Yule-generated trees constrained by node imbalance

TL;DR

This paper introduces Omega-trees, a subclass of Yule-generated trees constrained by node imbalance, and analyzes their combinatorial properties, revealing that some statistical measures remain unchanged even with imbalance constraints.

Contribution

The paper defines Omega-trees based on imbalance parameter w and studies their properties, showing invariance in certain statistics despite constraints.

Findings

Expectation and variance of the number of two-leaf subtrees match unconstrained trees for small w.

Omega-trees maintain several statistical invariants despite reduced space.

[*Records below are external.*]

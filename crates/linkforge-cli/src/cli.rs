use clap::{Args, Parser, Subcommand, ValueEnum};
use jiff::{SignedDuration, Timestamp};
use linkforge_core::{Direction, QueryFilter, SortKey, StatusFilter};
use std::path::PathBuf;

pub const DATA_FILE_ENV: &str = "LINKFORGE_DATA_FILE";
pub const COUNTER_FLOOR_ENV: &str = "LINKFORGE_COUNTER_FLOOR";
pub const LOG_ENV: &str = "LINKFORGE_LOG";

pub const DEFAULT_DATA_FILE: &str = "linkforge.json";
pub const DEFAULT_LOG: &str = "warn";

#[derive(Debug, Parser)]
#[command(name = "linkforge", about = "Manage short links in a local mapping store")]
pub struct Cli {
    /// JSON document holding the mappings.
    #[arg(long, env = DATA_FILE_ENV, default_value = DEFAULT_DATA_FILE)]
    pub data_file: PathBuf,

    /// Lowest counter value the code generator starts from.
    #[arg(long, env = COUNTER_FLOOR_ENV, default_value_t = linkforge_generator::seq::COUNTER_FLOOR)]
    pub counter_floor: i64,

    /// Log filter directives, e.g. `linkforge_storage=debug`.
    #[arg(long, env = LOG_ENV, default_value = DEFAULT_LOG)]
    pub log: String,

    #[command(subcommand)]
    pub command: Command,
}

#[derive(Debug, Subcommand)]
pub enum Command {
    /// Shorten a URL, with a custom alias or a generated code.
    Create(CreateArgs),
    /// Change the target or expiry of an existing mapping.
    Edit(EditArgs),
    /// Remove a mapping. Removing an unknown code is not an error.
    Delete { code: String },
    /// Print one mapping.
    Get { code: String },
    /// Print the mappings that match a filter.
    List(FilterArgs),
    /// Print how many mappings match a filter.
    Count(FilterArgs),
}

#[derive(Debug, Args)]
pub struct CreateArgs {
    pub url: String,

    #[arg(long)]
    pub alias: Option<String>,

    /// Absolute expiry, RFC 3339.
    #[arg(long, conflicts_with = "expires_in")]
    pub expires_at: Option<Timestamp>,

    /// Expiry relative to now, e.g. `2h 30m` or `PT90M`.
    #[arg(long)]
    pub expires_in: Option<SignedDuration>,
}

#[derive(Debug, Args)]
pub struct EditArgs {
    pub code: String,

    #[arg(long)]
    pub url: Option<String>,

    #[arg(long, conflicts_with = "no_expiry")]
    pub expires_at: Option<Timestamp>,

    /// Remove the expiry so the mapping never expires.
    #[arg(long)]
    pub no_expiry: bool,
}

#[derive(Debug, Clone, Copy, PartialEq, Eq, ValueEnum)]
pub enum StatusArg {
    All,
    Active,
    Expired,
}

impl From<StatusArg> for StatusFilter {
    fn from(value: StatusArg) -> Self {
        match value {
            StatusArg::All => StatusFilter::All,
            StatusArg::Active => StatusFilter::Active,
            StatusArg::Expired => StatusFilter::Expired,
        }
    }
}

#[derive(Debug, Clone, Copy, PartialEq, Eq, ValueEnum)]
pub enum SortArg {
    #[value(name = "created-at")]
    CreatedAt,
    #[value(name = "code")]
    ShortCode,
    #[value(name = "url")]
    OriginalUrl,
    #[value(name = "expires-at")]
    ExpiresAt,
}

impl From<SortArg> for SortKey {
    fn from(value: SortArg) -> Self {
        match value {
            SortArg::CreatedAt => SortKey::CreatedAt,
            SortArg::ShortCode => SortKey::ShortCode,
            SortArg::OriginalUrl => SortKey::OriginalUrl,
            SortArg::ExpiresAt => SortKey::ExpiresAt,
        }
    }
}

#[derive(Debug, Clone, Args)]
pub struct FilterArgs {
    /// Substring of the short code.
    #[arg(long)]
    pub code: Option<String>,

    #[arg(long)]
    pub code_case_sensitive: bool,

    /// Substring of the original URL.
    #[arg(long)]
    pub url: Option<String>,

    #[arg(long)]
    pub url_case_sensitive: bool,

    #[arg(long)]
    pub created_from: Option<Timestamp>,

    #[arg(long)]
    pub created_to: Option<Timestamp>,

    #[arg(long, value_enum, default_value_t = StatusArg::All)]
    pub status: StatusArg,

    #[arg(long, default_value_t = 0)]
    pub offset: usize,

    #[arg(long)]
    pub limit: Option<usize>,

    #[arg(long, value_enum, default_value_t = SortArg::CreatedAt)]
    pub sort: SortArg,

    #[arg(long)]
    pub desc: bool,
}

impl From<FilterArgs> for QueryFilter {
    fn from(args: FilterArgs) -> Self {
        QueryFilter {
            code_part: args.code,
            code_case_sensitive: args.code_case_sensitive,
            url_part: args.url,
            url_case_sensitive: args.url_case_sensitive,
            created_from: args.created_from,
            created_to: args.created_to,
            status: args.status.into(),
            offset: args.offset,
            limit: args.limit,
            sort: args.sort.into(),
            direction: if args.desc {
                Direction::Desc
            } else {
                Direction::Asc
            },
        }
    }
}

#[cfg(test)]
mod tests {
    use super::*;

    #[test]
    fn list_flags_become_a_filter() {
        let cli = Cli::try_parse_from([
            "linkforge",
            "list",
            "--code",
            "promo",
            "--status",
            "active",
            "--sort",
            "code",
            "--desc",
            "--offset",
            "10",
            "--limit",
            "5",
        ])
        .unwrap();

        let Command::List(args) = cli.command else {
            panic!("expected list");
        };
        let filter = QueryFilter::from(args);
        assert_eq!(filter.code_part.as_deref(), Some("promo"));
        assert_eq!(filter.status, StatusFilter::Active);
        assert_eq!(filter.sort, SortKey::ShortCode);
        assert_eq!(filter.direction, Direction::Desc);
        assert_eq!(filter.offset, 10);
        assert_eq!(filter.limit, Some(5));
    }

    #[test]
    fn default_filter_matches_query_default() {
        let cli = Cli::try_parse_from(["linkforge", "count"]).unwrap();
        let Command::Count(args) = cli.command else {
            panic!("expected count");
        };
        assert_eq!(QueryFilter::from(args), QueryFilter::default());
    }

    #[test]
    fn negative_offset_is_rejected() {
        assert!(Cli::try_parse_from(["linkforge", "list", "--offset", "-1"]).is_err());
    }

    #[test]
    fn expiry_flags_conflict() {
        assert!(Cli::try_parse_from([
            "linkforge",
            "edit",
            "promo",
            "--expires-at",
            "2030-01-01T00:00:00Z",
            "--no-expiry",
        ])
        .is_err());

        assert!(Cli::try_parse_from([
            "linkforge",
            "create",
            "https://example.com",
            "--expires-at",
            "2030-01-01T00:00:00Z",
            "--expires-in",
            "1h",
        ])
        .is_err());
    }

    #[test]
    fn timestamps_parse_as_rfc3339() {
        let cli = Cli::try_parse_from([
            "linkforge",
            "create",
            "https://example.com",
            "--alias",
            "promo",
            "--expires-at",
            "2030-01-01T00:00:00Z",
        ])
        .unwrap();
        let Command::Create(args) = cli.command else {
            panic!("expected create");
        };
        assert_eq!(args.alias.as_deref(), Some("promo"));
        assert_eq!(
            args.expires_at,
            Some("2030-01-01T00:00:00Z".parse().unwrap())
        );
    }
}
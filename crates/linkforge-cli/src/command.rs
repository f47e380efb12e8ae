use crate::cli::{Command, CreateArgs, EditArgs};
use anyhow::{bail, Context};
use jiff::Timestamp;
use linkforge_core::{
    ErrorMapper, ExpiryPatch, MappingError, MappingPatch, MappingRecord, MappingStore,
    QueryFilter, ShortCode,
};
use std::io::Write;
use tracing::debug;

/// Runs `command` against `store` and writes its output to `out`.
///
/// `now` is used for relative expiries and for the status column. `errors`
/// renders failures the store itself does not produce, so it should be the
/// mapper the store was built with.
pub async fn execute<S, W>(
    store: &S,
    errors: &dyn ErrorMapper,
    command: Command,
    now: Timestamp,
    out: &mut W,
) -> anyhow::Result<()>
where
    S: MappingStore,
    W: Write,
{
    match command {
        Command::Create(args) => {
            let record = create(store, args, now).await?;
            writeln!(out, "{}", format_record(&record, now))?;
        }
        Command::Edit(args) => {
            let record = edit(store, args).await?;
            writeln!(out, "{}", format_record(&record, now))?;
        }
        Command::Delete { code } => {
            let code = ShortCode::normalize(&code);
            if store.delete(code.as_str()).await? {
                writeln!(out, "deleted {code}")?;
            } else {
                writeln!(out, "no mapping for {code}")?;
            }
        }
        Command::Get { code } => {
            let code = ShortCode::normalize(&code);
            let record = store
                .find_by_short_code(code.as_str())
                .await
                .ok_or_else(|| MappingError::not_found(code, errors))?;
            writeln!(out, "{}", format_record(&record, now))?;
        }
        Command::List(args) => {
            let filter = QueryFilter::from(args);
            let records = store.find(&filter).await;
            debug!(returned = records.len(), "listed mappings");
            for record in &records {
                writeln!(out, "{}", format_record(record, now))?;
            }
        }
        Command::Count(args) => {
            let count = store.count(&QueryFilter::from(args)).await;
            writeln!(out, "{count}")?;
        }
    }
    Ok(())
}

async fn create<S: MappingStore>(
    store: &S,
    args: CreateArgs,
    now: Timestamp,
) -> anyhow::Result<MappingRecord> {
    let expires_at = match (args.expires_at, args.expires_in) {
        (Some(at), _) => Some(at),
        (None, Some(span)) => Some(
            now.checked_add(span)
                .with_context(|| format!("expiry {span} from now is out of range"))?,
        ),
        (None, None) => None,
    };

    Ok(store
        .create_mapping(args.alias.as_deref(), &args.url, expires_at)
        .await?)
}

async fn edit<S: MappingStore>(store: &S, args: EditArgs) -> anyhow::Result<MappingRecord> {
    let patch = MappingPatch {
        original_url: args.url,
        expires_at: if args.no_expiry {
            ExpiryPatch::Clear
        } else {
            args.expires_at.into()
        },
    };
    if patch.is_empty() {
        bail!("nothing to change, pass --url, --expires-at or --no-expiry");
    }

    Ok(store.edit_mapping(&args.code, patch).await?)
}

/// One tab-separated line per record.
pub fn format_record(record: &MappingRecord, now: Timestamp) -> String {
    let expires = record
        .expires_at
        .map_or_else(|| "-".to_string(), |at| at.to_string());
    let status = if record.is_active_at(now) {
        "active"
    } else {
        "expired"
    };
    format!(
        "{}\t{}\t{}\t{}\t{}",
        record.short_code, record.original_url, record.created_at, expires, status
    )
}

#[cfg(test)]
mod tests {
    use super::*;
    use crate::cli::Cli;
    use clap::Parser;
    use linkforge_core::MappingCreator;
    use linkforge_generator::SeqGenerator;
    use linkforge_storage::InMemoryMappingStore;

    async fn run(store: &InMemoryMappingStore, args: &[&str]) -> anyhow::Result<String> {
        let cli = Cli::try_parse_from(std::iter::once("linkforge").chain(args.iter().copied()))?;
        let mut out = Vec::new();
        execute(
            store,
            store.creator().error_mapper(),
            cli.command,
            Timestamp::now(),
            &mut out,
        )
        .await?;
        Ok(String::from_utf8(out)?)
    }

    #[tokio::test]
    async fn create_then_get() {
        let store = InMemoryMappingStore::new();

        let created = run(&store, &["create", "https://example.com", "--alias", "Promo"])
            .await
            .unwrap();
        assert!(created.starts_with("promo\thttps://example.com\t"));
        assert!(created.trim_end().ends_with("\t-\tactive"));

        let fetched = run(&store, &["get", "PROMO"]).await.unwrap();
        assert_eq!(fetched, created);
    }

    #[tokio::test]
    async fn get_unknown_code_is_not_found() {
        let store = InMemoryMappingStore::new();
        let err = run(&store, &["get", "missing"]).await.unwrap_err();
        let mapping = err.downcast_ref::<MappingError>().unwrap();
        assert_eq!(mapping.status(), 404);
        assert_eq!(mapping.rendered(), "404 NOT_FOUND: no mapping for short code 'missing'");
    }

    #[tokio::test]
    async fn get_renders_with_the_store_mapper() {
        let creator = MappingCreator::new(SeqGenerator::new())
            .with_error_mapper(|status: u16, _: &str, reason: &str| {
                format!(r#"{{"status":{status},"reason":"{reason}"}}"#)
            });
        let store = InMemoryMappingStore::with_creator(creator);

        let err = run(&store, &["get", "missing"]).await.unwrap_err();
        assert_eq!(
            err.downcast_ref::<MappingError>().unwrap().rendered(),
            r#"{"status":404,"reason":"NOT_FOUND"}"#
        );
    }

    #[tokio::test]
    async fn conflict_surfaces_as_mapping_error() {
        let store = InMemoryMappingStore::new();
        run(&store, &["create", "https://one.example", "--alias", "dup"])
            .await
            .unwrap();
        let err = run(&store, &["create", "https://two.example", "--alias", "DUP"])
            .await
            .unwrap_err();
        assert_eq!(err.downcast_ref::<MappingError>().unwrap().status(), 409);
    }

    #[tokio::test]
    async fn relative_expiry_in_the_past_lists_as_expired() {
        let store = InMemoryMappingStore::new();
        run(
            &store,
            &["create", "https://old.example", "--alias", "old", "--expires-in=-PT1H"],
        )
        .await
        .unwrap();
        run(&store, &["create", "https://new.example", "--alias", "new"])
            .await
            .unwrap();

        let expired = run(&store, &["list", "--status", "expired"]).await.unwrap();
        assert_eq!(expired.lines().count(), 1);
        assert!(expired.starts_with("old\t"));
        assert!(expired.trim_end().ends_with("expired"));

        let active = run(&store, &["count", "--status", "active"]).await.unwrap();
        assert_eq!(active, "1\n");
    }

    #[tokio::test]
    async fn edit_requires_a_change() {
        let store = InMemoryMappingStore::new();
        run(&store, &["create", "https://example.com", "--alias", "same"])
            .await
            .unwrap();
        assert!(run(&store, &["edit", "same"]).await.is_err());
    }

    #[tokio::test]
    async fn edit_clears_expiry() {
        let store = InMemoryMappingStore::new();
        run(
            &store,
            &[
                "create",
                "https://example.com",
                "--alias",
                "timed",
                "--expires-at",
                "2000-01-01T00:00:00Z",
            ],
        )
        .await
        .unwrap();

        let edited = run(&store, &["edit", "timed", "--no-expiry"]).await.unwrap();
        assert!(edited.trim_end().ends_with("\t-\tactive"));
        assert_eq!(
            store.find_by_short_code("timed").await.unwrap().expires_at,
            None
        );
    }

    #[tokio::test]
    async fn delete_is_idempotent() {
        let store = InMemoryMappingStore::new();
        run(&store, &["create", "https://example.com", "--alias", "gone"])
            .await
            .unwrap();

        assert_eq!(run(&store, &["delete", "gone"]).await.unwrap(), "deleted gone\n");
        assert_eq!(
            run(&store, &["delete", "gone"]).await.unwrap(),
            "no mapping for gone\n"
        );
    }

    #[tokio::test]
    async fn list_pages_in_code_order() {
        let store = InMemoryMappingStore::new();
        for alias in ["ccc", "aaa", "bbb", "ddd"] {
            run(&store, &["create", "https://example.com", "--alias", alias])
                .await
                .unwrap();
        }

        let page = run(
            &store,
            &["list", "--sort", "code", "--desc", "--offset", "1", "--limit", "2"],
        )
        .await
        .unwrap();
        let codes: Vec<&str> = page
            .lines()
            .map(|line| line.split('\t').next().unwrap())
            .collect();
        assert_eq!(codes, ["ccc", "bbb"]);
    }
}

Imbalance parameter w influences the likelihood of tree types under neutral evolution models.

Abstract

The Yule process generates a class of binary trees which is fundamental to population genetic models and other applications in evolutionary biology. In this paper, we introduce a family of sub-classes of ranked trees, called Omega-trees, which are characterized by imbalance of internal nodes. The degree of imbalance is defined by an integer 0 <= w. For caterpillars, the extreme case of unbalanced trees, w = 0. Under models of neutral evolution, for instance the Yule model, trees with small w are unlikely to occur by chance. Indeed, imbalance can be a signature of permanent selection pressure, such as observable in the genealogies of certain pathogens. From a mathematical point of view it is interesting to observe that the space of Omega-trees maintains several statistical invariants although it is drastically reduced in size compared to the space of unconstrained Yule trees. Using generating functions, we study here some basic combinatorial properties of Omega-trees. We focus on the distribution of the number of subtrees with two leaves. We show that expectation and variance of this distribution match those for unconstrained trees already for very small values of w.